- Erdahl Township Location within the state of Minnesota Erdahl Township Erdahl Township (the United States)
- Coordinates: 45°59′5″N 95°49′17″W﻿ / ﻿45.98472°N 95.82139°W
- Country: United States
- State: Minnesota
- County: Grant

Area
- • Total: 35.9 sq mi (93.0 km^{2})
- • Land: 33.9 sq mi (87.7 km^{2})
- • Water: 2.0 sq mi (5.2 km^{2})
- Elevation: 1,257 ft (383 m)

Population (2000)
- • Total: 343
- • Density: 10/sq mi (3.9/km^{2})
- Time zone: UTC-6 (Central (CST))
- • Summer (DST): UTC-5 (CDT)
- ZIP code: 56531
- Area code: 218
- FIPS code: 27-19538
- GNIS feature ID: 0664103

= Erdahl Township, Grant County, Minnesota =

Township in Minnesota, United States

Erdahl Township is a township in Grant County, Minnesota, United States. The population was 343 at the 2000 census.

==History==
Erdahl Township was organized in 1877, and supposedly named after "a district in Norway".

==Geography==
According to the United States Census Bureau, the township has a total area of 35.9 sqmi, of which 33.9 sqmi is land and 2.0 sqmi (5.66%) is water.

==Demographics==
As of the census of 2000, there were 343 people, 132 households, and 107 families residing in the township. The population density was 10.1 PD/sqmi. There were 186 housing units at an average density of 5.5 /sqmi. The racial makeup of the township was 99.13% White, 0.29% Native American, and 0.58% from two or more races.

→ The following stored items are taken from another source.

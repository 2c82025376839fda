use crate::error::ProviderError;
use crate::model::{ArtifactMetadata, BackgroundMode, METADATA_SCHEMA_VERSION, RequestKind};
use crate::provider::{ImageProvider, ProviderRequest};
use crate::store::fs::FileStore;
use async_trait::async_trait;
use chrono::Utc;
use std::collections::VecDeque;
use std::path::PathBuf;
use std::sync::Mutex;
use tempfile::TempDir;

pub struct TestEnv {
    // We keep _temp_dir to ensure the directory is not dropped until the test is done
    pub _temp_dir: TempDir,
    pub store: FileStore,
    pub root: PathBuf,
}

impl Default for TestEnv {
    fn default() -> Self {
        Self::new()
    }
}

impl TestEnv {
    pub fn new() -> Self {
        let temp_dir = tempfile::tempdir().expect("failed to create temp dir");
        let root = temp_dir.path().to_path_buf();
        let store = FileStore::new(root.clone());
        Self {
            _temp_dir: temp_dir,
            store,
            root,
        }
    }
}

pub fn sample_metadata(description: &str, variant_index: u32, retried: bool) -> ArtifactMetadata {
    ArtifactMetadata {
        schema_version: METADATA_SCHEMA_VERSION,
        kind: RequestKind::Generate,
        description: description.to_string(),
        compiled_prompt: format!("icon of {description}"),
        model: "test-model".to_string(),
        variant_index,
        created_at: Utc::now(),
        retried,
        validation_passed: true,
        width: 1024,
        height: 1024,
        background: BackgroundMode::Black,
        parent_image: None,
        warnings: Vec::new(),
    }
}

/// Replays queued responses in order and records every request it sees.
///
/// Running out of responses is itself a provider error, so a test that
/// expects N calls fails loudly on the N+1th.
#[derive(Default)]
pub struct ScriptedProvider {
    responses: Mutex<VecDeque<Result<Vec<u8>, ProviderError>>>,
    requests: Mutex<Vec<ProviderRequest>>,
}

impl ScriptedProvider {
    pub fn new() -> Self {
        Self::default()
    }

    pub fn respond(self, bytes: Vec<u8>) -> Self {
        self.push(Ok(bytes));
        self
    }

    pub fn fail(self, error: ProviderError) -> Self {
        self.push(Err(error));
        self
    }

    fn push(&self, response: Result<Vec<u8>, ProviderError>) {
        self.responses
            .lock()
            .expect("responses lock")
            .push_back(response);
    }

    pub fn calls(&self) -> usize {
        self.requests.lock().expect("requests lock").len()
    }

    pub fn requests(&self) -> Vec<ProviderRequest> {
        self.requests.lock().expect("requests lock").clone()
    }
}

#[async_trait]
impl ImageProvider for ScriptedProvider {
    async fn render(&self, request: &ProviderRequest) -> Result<Vec<u8>, ProviderError> {
        self.requests
            .lock()
            .expect("requests lock")
            .push(request.clone());
        self.responses
            .lock()
            .expect("responses lock")
            .pop_front()
            .unwrap_or_else(|| {
                Err(ProviderError::Service {
                    status: 500,
                    message: "no scripted response left".to_string(),
                })
            })
    }

    fn name(&self) -> &str {
        "scripted"
    }
}

/// Synthetic icon layers for exercising the checker and pipeline.
pub mod fixtures {
    use crate::checker::{CANVAS_SIZE, Corner};
    use image::{DynamicImage, ImageFormat, Rgba, RgbaImage};
    use std::io::Cursor;

    pub const BLACK: Rgba<u8> = Rgba([0, 0, 0, 255]);
    pub const CLEAR: Rgba<u8> = Rgba([0, 0, 0, 0]);
    pub const ORANGE: Rgba<u8> = Rgba([240, 120, 20, 255]);
    pub const TEAL: Rgba<u8> = Rgba([20, 160, 160, 255]);

    /// Blend weights of the anti-aliasing rings drawn outside the disk.
    const SOFT_EDGE_RINGS: [f32; 3] = [0.75, 0.5, 0.25];

    enum Fill {
        Solid(Rgba<u8>),
        Split(Rgba<u8>, Rgba<u8>),
    }

    /// A centred disk on a flat background.
    pub struct IconFixture {
        size: u32,
        background: Rgba<u8>,
        fill: Option<Fill>,
        soft_edge: bool,
        corners: Vec<(Corner, Rgba<u8>)>,
    }

    impl Default for IconFixture {
        fn default() -> Self {
            Self::new()
        }
    }

    impl IconFixture {
        pub fn new() -> Self {
            Self {
                size: CANVAS_SIZE,
                background: BLACK,
                fill: None,
                soft_edge: false,
                corners: Vec::new(),
            }
        }

        pub fn size(mut self, size: u32) -> Self {
            self.size = size;
            self
        }

        pub fn background(mut self, color: Rgba<u8>) -> Self {
            self.background = color;
            self
        }

        pub fn disk(mut self, color: Rgba<u8>) -> Self {
            self.fill = Some(Fill::Solid(color));
            self
        }

        /// Left half `left`, right half `right`.
        pub fn split_disk(mut self, left: Rgba<u8>, right: Rgba<u8>) -> Self {
            self.fill = Some(Fill::Split(left, right));
            self
        }

        /// Add one-pixel rings blending the disk into the background.
        pub fn soft_edge(mut self) -> Self {
            self.soft_edge = true;
            self
        }

        /// Paint a single corner pixel.
        pub fn corner(mut self, corner: Corner, color: Rgba<u8>) -> Self {
            self.corners.push((corner, color));
            self
        }

        pub fn build(&self) -> RgbaImage {
            let size = self.size;
            let centre = size as f32 / 2.0;
            let radius = size as f32 * 0.3;

            let mut img = RgbaImage::from_pixel(size, size, self.background);
            if let Some(fill) = &self.fill {
                for (x, y, pixel) in img.enumerate_pixels_mut() {
                    let dx = x as f32 + 0.5 - centre;
                    let dy = y as f32 + 0.5 - centre;
                    let distance = (dx * dx + dy * dy).sqrt();
                    let color = match fill {
                        Fill::Solid(c) => *c,
                        Fill::Split(left, right) => {
                            if dx < 0.0 {
                                *left
                            } else {
                                *right
                            }
                        }
                    };

                    if distance <= radius {
                        *pixel = color;
                    } else if self.soft_edge {
                        let ring = (distance - radius).ceil() as usize;
                        if let Some(weight) = SOFT_EDGE_RINGS.get(ring.saturating_sub(1)) {
                            *pixel = blend(color, self.background, *weight);
                        }
                    }
                }
            }

            let last = size - 1;
            for (corner, color) in &self.corners {
                let (x, y) = match corner {
                    Corner::TopLeft => (0, 0),
                    Corner::TopRight => (last, 0),
                    Corner::BottomLeft => (0, last),
                    Corner::BottomRight => (last, last),
                };
                img.put_pixel(x, y, *color);
            }
            img
        }

        pub fn png(&self) -> Vec<u8> {
            encode_png(self.build())
        }
    }

    pub fn encode_png(img: RgbaImage) -> Vec<u8> {
        let mut bytes = Vec::new();
        DynamicImage::ImageRgba8(img)
            .write_to(&mut Cursor::new(&mut bytes), ImageFormat::Png)
            .expect("encode fixture png");
        bytes
    }

    fn blend(fg: Rgba<u8>, bg: Rgba<u8>, weight: f32) -> Rgba<u8> {
        let mix = |f: u8, b: u8| (f as f32 * weight + b as f32 * (1.0 - weight)).round() as u8;
        Rgba([
            mix(fg.0[0], bg.0[0]),
            mix(fg.0[1], bg.0[1]),
            mix(fg.0[2], bg.0[2]),
            mix(fg.0[3], bg.0[3]),
        ])
    }
}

There were 132 households, out of which 33.3% had children under the age of 18 living with them, 70.5% were married couples living together, 4.5% had a female householder with no husband present, and 18.9% were non-families. 16.7% of all households were made up of individuals, and 5.3% had someone living alone who was 65 years of age or older. The average household size was 2.60 and the average family size was 2.91.

In the township the population was spread out, with 24.2% under the age of 18, 5.8% from 18 to 24, 24.8% from 25 to 44, 28.9% from 45 to 64, and 16.3% who were 65 years of age or older. The median age was 42 years. For every 100 females, there were 105.4 males. For every 100 females age 18 and over, there were 120.3 males.

The median income for a household in the township was $38,125, and the median income for a family was $40,208. Males had a median income of $27,159 versus $30,125 for females. The per capita income for the township was $16,959. About 9.5% of families and 8.7% of the population were below the poverty line, including 9.0% of those under age 18 and 18.8% of those age 65 or over.